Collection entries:
════════════════

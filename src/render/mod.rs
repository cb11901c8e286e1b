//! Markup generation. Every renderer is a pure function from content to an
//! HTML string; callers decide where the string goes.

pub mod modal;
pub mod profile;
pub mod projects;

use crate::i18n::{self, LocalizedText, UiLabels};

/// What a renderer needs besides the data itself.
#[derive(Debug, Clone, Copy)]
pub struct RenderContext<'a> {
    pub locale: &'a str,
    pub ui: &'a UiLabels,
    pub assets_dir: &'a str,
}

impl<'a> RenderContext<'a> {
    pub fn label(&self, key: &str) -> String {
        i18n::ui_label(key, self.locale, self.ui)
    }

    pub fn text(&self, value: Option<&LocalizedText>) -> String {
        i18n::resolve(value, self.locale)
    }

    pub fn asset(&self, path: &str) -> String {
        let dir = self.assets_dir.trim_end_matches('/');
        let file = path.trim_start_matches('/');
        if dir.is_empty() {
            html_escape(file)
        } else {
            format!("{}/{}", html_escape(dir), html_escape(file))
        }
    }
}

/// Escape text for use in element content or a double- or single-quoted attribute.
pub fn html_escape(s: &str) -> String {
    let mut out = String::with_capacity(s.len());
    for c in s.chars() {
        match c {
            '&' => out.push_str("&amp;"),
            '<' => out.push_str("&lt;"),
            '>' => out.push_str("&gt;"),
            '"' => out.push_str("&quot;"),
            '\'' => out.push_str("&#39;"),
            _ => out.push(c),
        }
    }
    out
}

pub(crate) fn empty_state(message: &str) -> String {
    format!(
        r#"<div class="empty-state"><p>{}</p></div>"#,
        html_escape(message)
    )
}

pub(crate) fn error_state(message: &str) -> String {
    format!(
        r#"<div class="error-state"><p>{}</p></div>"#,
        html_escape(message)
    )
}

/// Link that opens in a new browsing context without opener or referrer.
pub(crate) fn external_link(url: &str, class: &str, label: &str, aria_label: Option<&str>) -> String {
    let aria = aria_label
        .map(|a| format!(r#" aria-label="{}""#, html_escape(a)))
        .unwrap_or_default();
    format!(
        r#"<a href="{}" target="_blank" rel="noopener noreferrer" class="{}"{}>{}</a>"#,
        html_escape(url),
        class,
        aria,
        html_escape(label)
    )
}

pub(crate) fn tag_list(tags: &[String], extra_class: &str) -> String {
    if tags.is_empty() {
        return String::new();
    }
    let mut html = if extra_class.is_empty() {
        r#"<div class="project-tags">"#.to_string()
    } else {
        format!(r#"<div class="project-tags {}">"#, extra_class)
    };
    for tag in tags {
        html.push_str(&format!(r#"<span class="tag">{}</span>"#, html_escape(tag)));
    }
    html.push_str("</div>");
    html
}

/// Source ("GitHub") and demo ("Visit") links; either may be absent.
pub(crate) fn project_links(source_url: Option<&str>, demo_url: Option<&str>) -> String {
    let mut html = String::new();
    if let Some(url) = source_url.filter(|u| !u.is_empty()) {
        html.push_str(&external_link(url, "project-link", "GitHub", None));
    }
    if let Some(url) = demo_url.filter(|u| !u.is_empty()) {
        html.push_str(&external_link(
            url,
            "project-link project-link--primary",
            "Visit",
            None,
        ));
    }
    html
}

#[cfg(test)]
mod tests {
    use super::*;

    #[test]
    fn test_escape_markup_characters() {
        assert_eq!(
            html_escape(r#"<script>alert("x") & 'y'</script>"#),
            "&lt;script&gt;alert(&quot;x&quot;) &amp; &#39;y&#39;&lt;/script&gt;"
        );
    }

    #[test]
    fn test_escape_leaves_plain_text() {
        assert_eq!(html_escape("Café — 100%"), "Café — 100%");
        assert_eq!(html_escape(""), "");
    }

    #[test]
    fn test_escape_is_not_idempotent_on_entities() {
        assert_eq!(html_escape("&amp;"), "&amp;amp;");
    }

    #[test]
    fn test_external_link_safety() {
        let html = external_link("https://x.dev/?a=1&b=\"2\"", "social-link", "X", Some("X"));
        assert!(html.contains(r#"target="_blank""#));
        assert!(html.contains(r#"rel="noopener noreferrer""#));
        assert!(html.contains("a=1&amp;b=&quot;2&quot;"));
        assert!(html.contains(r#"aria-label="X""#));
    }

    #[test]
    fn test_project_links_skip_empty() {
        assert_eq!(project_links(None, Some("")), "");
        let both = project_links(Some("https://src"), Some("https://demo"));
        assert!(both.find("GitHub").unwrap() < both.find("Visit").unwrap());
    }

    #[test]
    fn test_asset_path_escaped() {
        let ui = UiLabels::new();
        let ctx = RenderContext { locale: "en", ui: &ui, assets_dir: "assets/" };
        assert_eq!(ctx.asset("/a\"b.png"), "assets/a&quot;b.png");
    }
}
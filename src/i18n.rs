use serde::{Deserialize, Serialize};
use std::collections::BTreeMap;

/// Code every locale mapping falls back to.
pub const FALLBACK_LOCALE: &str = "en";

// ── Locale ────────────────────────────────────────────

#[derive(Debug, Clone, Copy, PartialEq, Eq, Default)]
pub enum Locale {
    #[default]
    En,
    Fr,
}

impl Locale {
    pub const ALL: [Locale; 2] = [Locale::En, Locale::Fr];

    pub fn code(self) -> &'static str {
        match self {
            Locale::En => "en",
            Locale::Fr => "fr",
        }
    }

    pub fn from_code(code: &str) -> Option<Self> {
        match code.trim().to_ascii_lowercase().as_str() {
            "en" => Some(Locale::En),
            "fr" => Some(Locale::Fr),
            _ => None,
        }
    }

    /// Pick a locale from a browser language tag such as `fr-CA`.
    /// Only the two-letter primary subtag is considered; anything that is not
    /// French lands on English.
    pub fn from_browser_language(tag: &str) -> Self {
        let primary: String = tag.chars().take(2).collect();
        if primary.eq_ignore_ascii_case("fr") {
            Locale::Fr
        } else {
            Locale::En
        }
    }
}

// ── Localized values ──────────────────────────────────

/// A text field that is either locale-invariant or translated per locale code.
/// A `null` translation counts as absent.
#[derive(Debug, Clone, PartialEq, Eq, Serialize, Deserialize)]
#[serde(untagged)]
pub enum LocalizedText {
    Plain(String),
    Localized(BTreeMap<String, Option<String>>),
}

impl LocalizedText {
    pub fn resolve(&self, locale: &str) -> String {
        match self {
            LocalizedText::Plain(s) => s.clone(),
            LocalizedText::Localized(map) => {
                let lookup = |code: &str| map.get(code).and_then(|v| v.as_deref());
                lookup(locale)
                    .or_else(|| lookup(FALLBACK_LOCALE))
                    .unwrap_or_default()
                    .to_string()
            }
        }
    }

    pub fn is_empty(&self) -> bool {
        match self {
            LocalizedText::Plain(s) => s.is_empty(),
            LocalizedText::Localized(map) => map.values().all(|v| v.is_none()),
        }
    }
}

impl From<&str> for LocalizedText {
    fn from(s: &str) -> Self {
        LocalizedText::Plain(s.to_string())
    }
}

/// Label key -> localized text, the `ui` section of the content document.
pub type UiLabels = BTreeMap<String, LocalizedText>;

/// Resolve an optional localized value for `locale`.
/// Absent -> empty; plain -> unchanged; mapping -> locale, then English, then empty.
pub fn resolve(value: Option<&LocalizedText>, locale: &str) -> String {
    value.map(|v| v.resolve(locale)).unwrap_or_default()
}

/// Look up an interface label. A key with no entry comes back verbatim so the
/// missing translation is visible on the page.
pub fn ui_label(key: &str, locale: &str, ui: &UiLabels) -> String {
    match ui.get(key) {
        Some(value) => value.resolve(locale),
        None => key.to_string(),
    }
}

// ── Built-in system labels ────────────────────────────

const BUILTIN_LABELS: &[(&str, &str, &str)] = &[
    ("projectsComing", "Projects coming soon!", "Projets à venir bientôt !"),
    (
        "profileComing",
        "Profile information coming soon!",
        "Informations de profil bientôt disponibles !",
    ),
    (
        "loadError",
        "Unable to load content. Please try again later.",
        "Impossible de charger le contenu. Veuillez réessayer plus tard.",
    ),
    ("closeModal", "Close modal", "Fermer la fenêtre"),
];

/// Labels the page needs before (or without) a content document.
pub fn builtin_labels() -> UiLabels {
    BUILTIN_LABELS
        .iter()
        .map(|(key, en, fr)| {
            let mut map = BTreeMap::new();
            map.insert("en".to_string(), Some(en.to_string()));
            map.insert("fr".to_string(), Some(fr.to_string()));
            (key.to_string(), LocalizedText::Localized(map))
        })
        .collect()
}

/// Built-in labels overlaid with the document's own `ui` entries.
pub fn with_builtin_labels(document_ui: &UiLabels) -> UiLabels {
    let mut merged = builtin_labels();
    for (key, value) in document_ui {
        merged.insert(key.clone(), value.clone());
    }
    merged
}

════════════════

PROBLEM REQUIREMENTS: Work out how many lines above have the string "message" in them, and give only the number.

ANSWER FOR THIS EXERCISE: 4